Abstract

Shakespeare’s 17th century The Tempest, written during early British colonial times, tells the story of Prospero, the Duke of Milan, who arrives at an island with his infant daughter and enslaves its Indigenous natives, Caliban and Ariel. The play is an allegory of European colonization and imperialism that both promotes colonization and begins to question it. Cesaire’s A Tempest, written in 1969 and approaching a post-colonial era, takes the political and ethical questions surrounding colonialism even further. These questions in both plays are rooted within the relationship between Caliban, one of the island’s Indigenous natives, and the European settler, Prospero.
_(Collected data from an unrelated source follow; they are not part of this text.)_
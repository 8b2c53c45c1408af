//! Homography estimation from four corner correspondences.
//!
//! The user's four clicked corners are mapped onto a perfect square
//! whose side length is derived from the quadrilateral's own edge
//! lengths, then uniformly scaled to the configured output resolution.
//! The transform is solved with the direct linear transform: four
//! correspondences give eight linear equations in the eight unknowns
//! of a 3x3 projective matrix whose bottom-right entry is fixed at 1.

use nalgebra::{Matrix3, SMatrix, SVector};

use crate::types::{PipelineError, Point, Quadrilateral};

/// Denominators below this magnitude are treated as a vanishing
/// homogeneous coordinate (the mapped point is at infinity).
const PROJECTION_EPSILON: f64 = 1e-15;

/// A 3x3 projective transform between image planes.
///
/// Maps homogeneous source coordinates to homogeneous destination
/// coordinates; the bottom-right entry is normalized to 1 by
/// construction.
#[derive(Debug, Clone, PartialEq)]
pub struct Homography(Matrix3<f64>);

impl Homography {
    /// Solve for the transform taking each `src[i]` to `dst[i]`.
    ///
    /// # Errors
    ///
    /// Returns [`PipelineError::SingularTransform`] if the linear
    /// system has no stable solution (near-degenerate correspondences).
    pub fn from_correspondences(
        src: &[Point; 4],
        dst: &[Point; 4],
    ) -> Result<Self, PipelineError> {
        // Rows 2i and 2i+1 encode the x and y constraints of the i-th
        // correspondence, with h33 pinned to 1 and moved to the
        // right-hand side:
        //   [ x  y  1  0  0  0  -u*x  -u*y ] . h = u
        //   [ 0  0  0  x  y  1  -v*x  -v*y ] . h = v
        let mut a = SMatrix::<f64, 8, 8>::zeros();
        let mut b = SVector::<f64, 8>::zeros();
        for i in 0..4 {
            let (x, y) = (src[i].x, src[i].y);
            let (u, v) = (dst[i].x, dst[i].y);

            a[(2 * i, 0)] = x;
            a[(2 * i, 1)] = y;
            a[(2 * i, 2)] = 1.0;
            a[(2 * i, 6)] = -u * x;
            a[(2 * i, 7)] = -u * y;
            b[2 * i] = u;

            a[(2 * i + 1, 3)] = x;
            a[(2 * i + 1, 4)] = y;
            a[(2 * i + 1, 5)] = 1.0;
            a[(2 * i + 1, 6)] = -v * x;
            a[(2 * i + 1, 7)] = -v * y;
            b[2 * i + 1] = v;
        }

        let h = a.lu().solve(&b).ok_or(PipelineError::SingularTransform)?;
        if h.iter().any(|value| !value.is_finite()) {
            return Err(PipelineError::SingularTransform);
        }

        Ok(Self(Matrix3::new(
            h[0], h[1], h[2], //
            h[3], h[4], h[5], //
            h[6], h[7], 1.0,
        )))
    }

    /// Project a point through the transform.
    ///
    /// Returns a NaN point if the homogeneous denominator vanishes
    /// (the source point maps to infinity); callers treat non-finite
    /// results as out of bounds.
    #[must_use]
    pub fn apply(&self, p: Point) -> Point {
        let m = &self.0;
        let w = m[(2, 0)].mul_add(p.x, m[(2, 1)].mul_add(p.y, m[(2, 2)]));
        if w.abs() < PROJECTION_EPSILON {
            return Point::new(f64::NAN, f64::NAN);
        }
        let u = m[(0, 0)].mul_add(p.x, m[(0, 1)].mul_add(p.y, m[(0, 2)]));
        let v = m[(1, 0)].mul_add(p.x, m[(1, 1)].mul_add(p.y, m[(1, 2)]));
        Point::new(u / w, v / w)
    }

    /// The inverse transform (destination back to source).
    ///
    /// # Errors
    ///
    /// Returns [`PipelineError::SingularTransform`] if the matrix is
    /// not invertible.
    pub fn inverse(&self) -> Result<Self, PipelineError> {
        self.0
            .try_inverse()
            .map(Self)
            .ok_or(PipelineError::SingularTransform)
    }

    /// The underlying 3x3 matrix.
    #[must_use]
    pub const fn matrix(&self) -> &Matrix3<f64> {
        &self.0
    }
}

/// Side length of the destination square before output scaling.
///
/// The maximum of the quadrilateral's four edge lengths: the larger of
/// the top and bottom edges versus the larger of the left and right
/// edges. The output square is therefore never smaller than the
/// dominant measured dimension, so that dimension is never downsampled.
#[must_use]
pub fn square_side(quad: &Quadrilateral) -> f64 {
    let [tl, tr, br, bl] = *quad.corners();
    let width = tl.distance(tr).max(br.distance(bl));
    let height = tl.distance(bl).max(tr.distance(br));
    width.max(height)
}

/// Estimate the transform that rectifies `quad` onto a square canvas
/// of side `output_resolution`.
///
/// The destination corners are `(0,0)`, `(s-1,0)`, `(s-1,s-1)`,
/// `(0,s-1)` with `s` the [`square_side`], uniformly scaled by
/// `output_resolution / s`. Estimation runs once, directly against the
/// scaled targets.
///
/// # Errors
///
/// Returns [`PipelineError::SingularTransform`] if the corner
/// correspondences are numerically degenerate.
pub fn rectifying_homography(
    quad: &Quadrilateral,
    output_resolution: u32,
) -> Result<Homography, PipelineError> {
    let side = square_side(quad);
    let scale = f64::from(output_resolution) / side;
    let far = (side - 1.0) * scale;

    let dst = [
        Point::new(0.0, 0.0),
        Point::new(far, 0.0),
        Point::new(far, far),
        Point::new(0.0, far),
    ];
    Homography::from_correspondences(quad.corners(), &dst)
}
Though Cesaire’s A Tempest is an adaptation of Shakespeare’s original play, it differs significantly from The Tempest in that Cesaire’s narrative is a post-colonial work and thus presented from the perspective of the native population, represented by the character Caliban, rather than Prospero’s settler perspective which was the focus of Shakespeare’s narrative. This post-colonial perspective alters our understanding of Prospero and Caliban from civilizing settler and savage to abusive colonizer and abused colonized, or master and slave. This power relationship is demonstrated through the two characters’ portrayals in the two plays, their power dynamics, and their use of language as a tool both of colonization and rebellion.